Synostosen der Handwurzelknochen: karpale Fusionen
Karpale Fusionen entstehen durch Synostosen der Handwurzelknochen und können die Beweglichkeit sowie die Belastbarkeit des Handgelenks einschränken.
Der Fachartikel „Synostosen der Handwurzelknochen“ von Priv.-Doz. Dr. med.
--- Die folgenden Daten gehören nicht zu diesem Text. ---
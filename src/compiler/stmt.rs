use crate::ast::{
    ast::{ExprKind, Stmt},
    statements::{
        AssignmentStmt, ClassDeclStmt, Declarator, FnDeclStmt, ForStmt, IfStmt, Parameter,
        RangeForStmt, SwitchStmt, UpdateOperator, VarDeclStmt,
    },
};

use super::{
    compiler::Compiler,
    expr::{gen_expression, gen_symbol},
};

pub fn gen_statement(compiler: &mut Compiler, statement: &Stmt) {
    match statement {
        Stmt::Expression(stmt) => {
            let expression = gen_expression(compiler, &stmt.expression);
            compiler.line(&format!("{};", expression));
        }
        Stmt::VarDecl(decl) => gen_var_decl(compiler, decl),
        Stmt::Assignment(assignment) => gen_assignment(compiler, assignment),
        Stmt::FnDecl(decl) => {
            let header = gen_fn_header(compiler, decl);
            compiler.line(&format!("{} {{", header));
            gen_body(compiler, &decl.body);
            compiler.line("}");
        }
        Stmt::ClassDecl(decl) => gen_class_decl(compiler, decl),
        Stmt::If(stmt) => gen_if(compiler, stmt),
        Stmt::While(stmt) => {
            let condition = gen_expression(compiler, &stmt.condition);
            compiler.line(&format!("while ({}) {{", condition));
            gen_body(compiler, &stmt.body);
            compiler.line("}");
        }
        Stmt::For(stmt) => gen_for(compiler, stmt),
        Stmt::RangeFor(stmt) => gen_range_for(compiler, stmt),
        Stmt::Switch(stmt) => gen_switch(compiler, stmt),
        Stmt::Break => compiler.line("break;"),
        Stmt::Continue => compiler.line("continue;"),
        Stmt::Return(stmt) => match &stmt.value {
            Some(value) => {
                let value = gen_expression(compiler, value);
                compiler.line(&format!("return {};", value));
            }
            None => compiler.line("return;"),
        },
        Stmt::Print(stmt) => {
            let value = gen_expression(compiler, &stmt.value);
            compiler.line(&format!("console.log({});", value));
        }
        Stmt::Block(block) => {
            compiler.line("{");
            gen_body(compiler, &block.body);
            compiler.line("}");
        }
    }
}

/// Renders `body` one level deeper than the current line.
fn gen_body(compiler: &mut Compiler, body: &[Stmt]) {
    compiler.indented(|compiler| {
        for stmt in body.iter() {
            gen_statement(compiler, stmt);
        }
    });
}

fn declarator_names(compiler: &mut Compiler, declarators: &[Declarator]) -> Vec<String> {
    declarators
        .iter()
        .map(|declarator| compiler.mangle(declarator.id, &declarator.name))
        .collect()
}

/// Joins targets and values into one binding. Several targets are written
/// through array destructuring so every value is evaluated first.
fn destructure(targets: &[String], values: &[String]) -> String {
    if targets.len() == 1 && values.len() == 1 {
        format!("{} = {}", targets[0], values[0])
    } else {
        format!("[{}] = [{}]", targets.join(", "), values.join(", "))
    }
}

fn gen_var_decl(compiler: &mut Compiler, decl: &VarDeclStmt) {
    let keyword = if decl.is_constant { "const" } else { "let" };
    let names = declarator_names(compiler, &decl.declarators);

    if decl.values.is_empty() {
        compiler.line(&format!("{} {};", keyword, names.join(", ")));
        return;
    }

    let values = decl
        .values
        .iter()
        .map(|value| gen_expression(compiler, value))
        .collect::<Vec<_>>();
    compiler.line(&format!("{} {};", keyword, destructure(&names, &values)));
}

fn gen_assignment(compiler: &mut Compiler, assignment: &AssignmentStmt) {
    let targets = assignment
        .targets
        .iter()
        .map(|target| gen_expression(compiler, target))
        .collect::<Vec<_>>();
    let values = assignment
        .values
        .iter()
        .map(|value| gen_expression(compiler, value))
        .collect::<Vec<_>>();

    compiler.line(&format!("{};", destructure(&targets, &values)));
}

fn gen_parameters(compiler: &mut Compiler, parameters: &[Parameter]) -> String {
    parameters
        .iter()
        .map(|parameter| {
            let name = compiler.mangle(parameter.id, &parameter.name);
            match &parameter.default {
                Some(default) => format!("{} = {}", name, gen_expression(compiler, default)),
                None => name,
            }
        })
        .collect::<Vec<_>>()
        .join(", ")
}

/// `async function name_1(a_2, b_3 = 1)`
fn gen_fn_header(compiler: &mut Compiler, decl: &FnDeclStmt) -> String {
    let name = compiler.mangle(decl.id, &decl.name);
    let parameters = gen_parameters(compiler, &decl.parameters);
    let keyword = if decl.is_async { "async function" } else { "function" };

    format!("{} {}({})", keyword, name, parameters)
}

/// Class members are bindings of the enclosing scope, so the body renders
/// there first. The constructor copies member variables onto `this` and
/// member functions are attached to the prototype.
fn gen_class_decl(compiler: &mut Compiler, decl: &ClassDeclStmt) {
    let name = compiler.mangle(decl.id, &decl.name);
    let parameters = gen_parameters(compiler, &decl.parameters);

    let mut fields = vec![];
    let mut methods = vec![];
    for stmt in decl.body.iter() {
        match stmt {
            Stmt::VarDecl(member) => fields.extend(declarator_names(compiler, &member.declarators)),
            Stmt::FnDecl(method) => methods.push(compiler.mangle(method.id, &method.name)),
            _ => {}
        }
        gen_statement(compiler, stmt);
    }

    compiler.line(&format!("function {}({}) {{", name, parameters));
    compiler.indented(|compiler| {
        for field in fields.iter() {
            compiler.line(&format!("this.{field} = {field};"));
        }
    });
    compiler.line("}");

    for method in methods.iter() {
        compiler.line(&format!("{name}.prototype.{method} = {method};"));
    }
}

fn gen_if(compiler: &mut Compiler, stmt: &IfStmt) {
    for (i, branch) in stmt.branches.iter().enumerate() {
        let condition = gen_expression(compiler, &branch.condition);
        if i == 0 {
            compiler.line(&format!("if ({}) {{", condition));
        } else {
            compiler.line(&format!("}} else if ({}) {{", condition));
        }
        gen_body(compiler, &branch.body);
    }

    if let Some(alternate) = &stmt.alternate {
        compiler.line("} else {");
        gen_body(compiler, alternate);
    }

    compiler.line("}");
}

fn gen_for(compiler: &mut Compiler, stmt: &ForStmt) {
    let index = compiler.mangle(stmt.index.id, &stmt.index.name);
    let init = gen_expression(compiler, &stmt.init);
    let test = gen_expression(compiler, &stmt.test);

    let target = gen_symbol(compiler, &stmt.update.target);
    let update = match &stmt.update.operator {
        UpdateOperator::Increment => format!("{}++", target),
        UpdateOperator::Decrement => format!("{}--", target),
        UpdateOperator::Increase(step) => format!("{} += {}", target, gen_expression(compiler, step)),
        UpdateOperator::Decrease(step) => format!("{} -= {}", target, gen_expression(compiler, step)),
    };

    compiler.line(&format!("for (let {} = {}; {}; {}) {{", index, init, test, update));
    gen_body(compiler, &stmt.body);
    compiler.line("}");
}

fn gen_range_for(compiler: &mut Compiler, stmt: &RangeForStmt) {
    let start = gen_expression(compiler, &stmt.start);
    let end = gen_expression(compiler, &stmt.end);
    let index = compiler.fresh_name("range");

    compiler.line(&format!(
        "for (let {index} = {start}; ({index} < {end}); {index}++) {{"
    ));
    gen_body(compiler, &stmt.body);
    compiler.line("}");
}

/// Cases are boolean guards, so the branch switches on `true` and the first
/// guard that holds is taken. The scrutinee is still evaluated once, before
/// any guard.
fn gen_switch(compiler: &mut Compiler, stmt: &SwitchStmt) {
    let scrutinee = gen_expression(compiler, &stmt.scrutinee);
    if !matches!(stmt.scrutinee.kind, ExprKind::Literal(_) | ExprKind::Symbol(_)) {
        compiler.line(&format!("{};", scrutinee));
    }
    compiler.line("switch (true) {");

    compiler.indented(|compiler| {
        for case in stmt.cases.iter() {
            let guard = gen_expression(compiler, &case.guard);
            compiler.line(&format!("case {}:", guard));
            compiler.indented(|compiler| {
                for stmt in case.body.iter() {
                    gen_statement(compiler, stmt);
                }
                compiler.line("break;");
            });
        }

        if let Some(default) = &stmt.default {
            compiler.line("default:");
            gen_body(compiler, default);
        }
    });

    compiler.line("}");
}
J. Carls beschreibt die angeborene Verschmelzung zweier oder mehrerer Karpalknochen, auch karpale Koalition genannt.
Ursache ist eine Fehlentwicklung in der Embryonalphase zwischen der vierten und achten Woche, bei der die normale Differenzierung der Handwurzelknochen ausbleibt.
Eine erbliche Komponente wird beobachtet, ohne dass eine spezifische anatomische Region bevorzugt betroffen ist.
Am häufigsten verschmelzen Lunatum und Triquetrum (Inzidenz 0,7–9,5 %), seltener Kapitatum und Hamatum, Skaphoid und Lunatum oder Skaphoid und Trapezium.
Die Fehlbildung kann isoliert oder im Rahmen von Syndromen wie dem Apert- oder Turner-Syndrom auftreten.
Carls unterscheidet vier Formen:
Koaleszenz (teilweise Verschmelzung),
Synostose (vollständige knöcherne Verbindung bei erhaltener Form),
Fusion (vereinheitlichte Knochenform) und
Assimilation (Verschwinden der Einzelstrukturen).
In der Regel sind keine Schmerzen oder Bewegungseinschränkungen vorhanden; die Diagnose erfolgt meist zufällig im Röntgenbild.
Nur fibröse Verbindungen können Beschwerden verursachen, wenn durch Mikrobewegungen eine Arthrose entsteht oder die Fusionslinie bei Trauma als Sollbruchstelle wirkt.
Eine Therapie ist nur bei symptomatischen, unvollständigen Synostosen notwendig.
In solchen Fällen wird die Fusion operativ durch eine Arthrodese vervollständigt, um Schmerzen und Instabilität zu beseitigen.